Even Sutton's brief reference to the fact that, just prior to the British efforts to control the hills in 1799, they had been part of the empire of Tipu Sultan is discussed too briefly for its implications to be clear. Tipu Sultan collected tax revenues from the inhabitants of the hills and constructed a series of forts in the hills to facilitate the process of doing so. That the British knew this means that in a sense the "ownership" of the hills was simply shifting from one empire to another, and that the indigenous inhabitants were neither isolated nor experiencing the process of incorporation into a larger state system for the first time. I would have liked a greater discussion of this transition, but Sutton's strict focus on the nineteenth century either required that it be mentioned only briefly, or she preferred not to delve into it.

The use of visual aids in telling her story I found unsatisfying. The only map of the entire area of the Nilgiri Hills is reproduced from an 1873 original, but so reduced in size as to make the details largely unreadable. Several maps that she presumably uncovered in her examination of archives are shown with poor-quality photos and not explained particularly clearly. Some contain notations that cannot be made out in the photo, and could have been clarified by her but are not. There are no original maps included that might make the locations of the various areas and sites clearer for the unfamiliar reader. Photos are limited, and some are puzzlingly reproduced at a very small size, such as plates 5.2, 5.3, and 5.4 on page 148. Only one is printed at full-page size, although some would have benefited from enlargement.

Scholars frequently become infatuated with terms and perspectives that are used extensively for a time before becoming unfashionable. I hope the popularity of the term "landscape" does not follow this pattern because, like Sutton, I find it a useful way to discuss the experience and interaction with the physical world. What I hope to see more of among scholars who use it is a greater effort to engage with the scholars of other disciplines who also use the term. While I found flaws with Other Landscapes, it nonetheless remains an important contribution to the literature on the Nilgiri Hills and contains significant summaries of material not replicated elsewhere. Sutton appears to have moved on to other topics in her research, but has left behind an important document for scholars of the region, or those seeking comparative studies of European colonization and its impact on cultural and physical landscapes.

Notes

[1]. Robert Sewell, Antiquarian Remains in the Presidency of Madras (Madras: Government Press, 1882), 224.

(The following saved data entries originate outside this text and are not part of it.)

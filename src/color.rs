//! Color value parsing.
//!
//! Supported syntaxes:
//! * hex: `#rrggbb`. Digits are read two at a time, so short forms are
//!   *not* expanded CSS-style: a trailing lone digit is read on its own
//!   and absent channels are zero (`#FFF` is `(255, 15, 0)`).
//! * `rgb(r, g, b)` and `rgba(r, g, b, a)` (alpha is discarded)
//! * CSS color names (`red`, `rebeccapurple`, ...)

use std::{fmt, num::ParseIntError, str::FromStr};

use palette::Srgb;
use smartstring::{LazyCompact, SmartString};

/// A color as given in a style override: either already RGB
/// or a textual form still to be resolved.
#[derive(Debug, Clone, PartialEq)]
pub enum ColorValue {
    Rgb(Srgb<u8>),
    Expr(SmartString<LazyCompact>),
}

impl From<Srgb<u8>> for ColorValue {
    fn from(rgb: Srgb<u8>) -> Self {
        ColorValue::Rgb(rgb)
    }
}

impl From<(u8, u8, u8)> for ColorValue {
    fn from((r, g, b): (u8, u8, u8)) -> Self {
        ColorValue::Rgb(Srgb::new(r, g, b))
    }
}

impl<'a> From<&'a str> for ColorValue {
    fn from(s: &'a str) -> Self {
        ColorValue::Expr(s.into())
    }
}

impl fmt::Display for ColorValue {
    fn fmt(&self, f: &mut fmt::Formatter<'_>) -> fmt::Result {
        match self {
            ColorValue::Rgb(c) => write!(f, "#{:02x}{:02x}{:02x}", c.red, c.green, c.blue),
            ColorValue::Expr(expr) => f.write_str(expr),
        }
    }
}

#[derive(Debug, thiserror::Error)]
pub enum ColorParseError {
    #[error("expected parenthesis after color type")]
    MissingParenthesis,
    #[error("unknown color '{0}' - expected a hex color, `rgb`, `rgba` or a color name")]
    UnknownColor(String),
    #[error("invalid hex digits in '{0}'")]
    InvalidHex(String),
    #[error(transparent)]
    BadValue(ParseIntError),
    #[error("expected {expected} color components but found {actual}")]
    ComponentMismatch { expected: usize, actual: usize },
}

/// Converts hex strings to RGB. Anything else is returned unchanged.
pub fn resolve(value: &ColorValue) -> Result<ColorValue, ColorParseError> {
    match value {
        ColorValue::Expr(expr) if is_hex(expr) => parse_hex(expr).map(ColorValue::Rgb),
        other => Ok(other.clone()),
    }
}

/// Fully resolves a color value to RGB.
pub fn to_rgb(value: &ColorValue) -> Result<Srgb<u8>, ColorParseError> {
    match resolve(value)? {
        ColorValue::Rgb(rgb) => Ok(rgb),
        ColorValue::Expr(expr) => parse_color(&expr),
    }
}

/// Parses any supported color syntax.
pub fn parse_color(s: &str) -> Result<Srgb<u8>, ColorParseError> {
    let s = s.trim();
    if is_hex(s) {
        return parse_hex(s);
    }

    let lowered = s.to_ascii_lowercase();
    match *lowered.as_bytes() {
        [b'r', b'g', b'b', b'a', b'(', ..] | [b'r', b'g', b'b', b'a', b' ', ..] => {
            parse_rgba(&lowered[4..])
        }
        [b'r', b'g', b'b', b'(', ..] | [b'r', b'g', b'b', b' ', ..] => parse_rgb(&lowered[3..]),
        _ => palette::named::from_str(&lowered)
            .ok_or_else(|| ColorParseError::UnknownColor(s.to_owned())),
    }
}

fn is_hex(s: &str) -> bool {
    s.contains('#')
}

fn parse_hex(s: &str) -> Result<Srgb<u8>, ColorParseError> {
    let digits: String = s.trim().chars().filter(|&c| c != '#').collect();
    if !digits.chars().all(|c| c.is_ascii_hexdigit()) {
        return Err(ColorParseError::InvalidHex(s.to_owned()));
    }

    let mut channels = [0u8; 3];
    for (i, channel) in channels.iter_mut().enumerate() {
        let start = (i * 2).min(digits.len());
        let end = (i * 2 + 2).min(digits.len());
        let group = &digits[start..end];
        if !group.is_empty() {
            *channel = u8::from_str_radix(group, 16).map_err(ColorParseError::BadValue)?;
        }
    }

    let [r, g, b] = channels;
    Ok(Srgb::new(r, g, b))
}

fn parse_rgb(s: &str) -> Result<Srgb<u8>, ColorParseError> {
    let components = parse_components(parenthesized(s)?)?;
    if let [r, g, b] = *components.as_slice() {
        Ok(Srgb::new(r, g, b))
    } else {
        Err(ColorParseError::ComponentMismatch {
            expected: 3,
            actual: components.len(),
        })
    }
}

fn parse_rgba(s: &str) -> Result<Srgb<u8>, ColorParseError> {
    let components = parse_components(parenthesized(s)?)?;
    if let [r, g, b, _a] = *components.as_slice() {
        Ok(Srgb::new(r, g, b))
    } else {
        Err(ColorParseError::ComponentMismatch {
            expected: 4,
            actual: components.len(),
        })
    }
}

fn parenthesized(s: &str) -> Result<&str, ColorParseError> {
    let s = s.trim();
    match (s.chars().next(), s.chars().last()) {
        (Some('('), Some(')')) if s.len() >= 2 => Ok(&s[1..s.len() - 1]),
        _ => Err(ColorParseError::MissingParenthesis),
    }
}

fn parse_components(s: &str) -> Result<Vec<u8>, ColorParseError> {
    let mut result = Vec::new();
    for part in s.split(',') {
        let component = u8::from_str(part.trim()).map_err(ColorParseError::BadValue)?;
        result.push(component);
    }
    Ok(result)
}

[2]. Harry Congreve, "The Antiquities of the Neilgherry Hills, Including an Inquiry into the Descent of the Thautawars or Todas," Madras Journal of Literature and Science, no. 32 (1847): 77-147.

[3]. Allen Zagarell, "The Megalithic Graves of the Nilgiri Hills and the Moyar Ditch," in Blue Mountains Revisited, ed. Paul Hockings (Delhi: Oxford University Press, 1997), 23-73; and Anthony R. Walker, "The Western Romance with the Toda," in ibid., 106-135.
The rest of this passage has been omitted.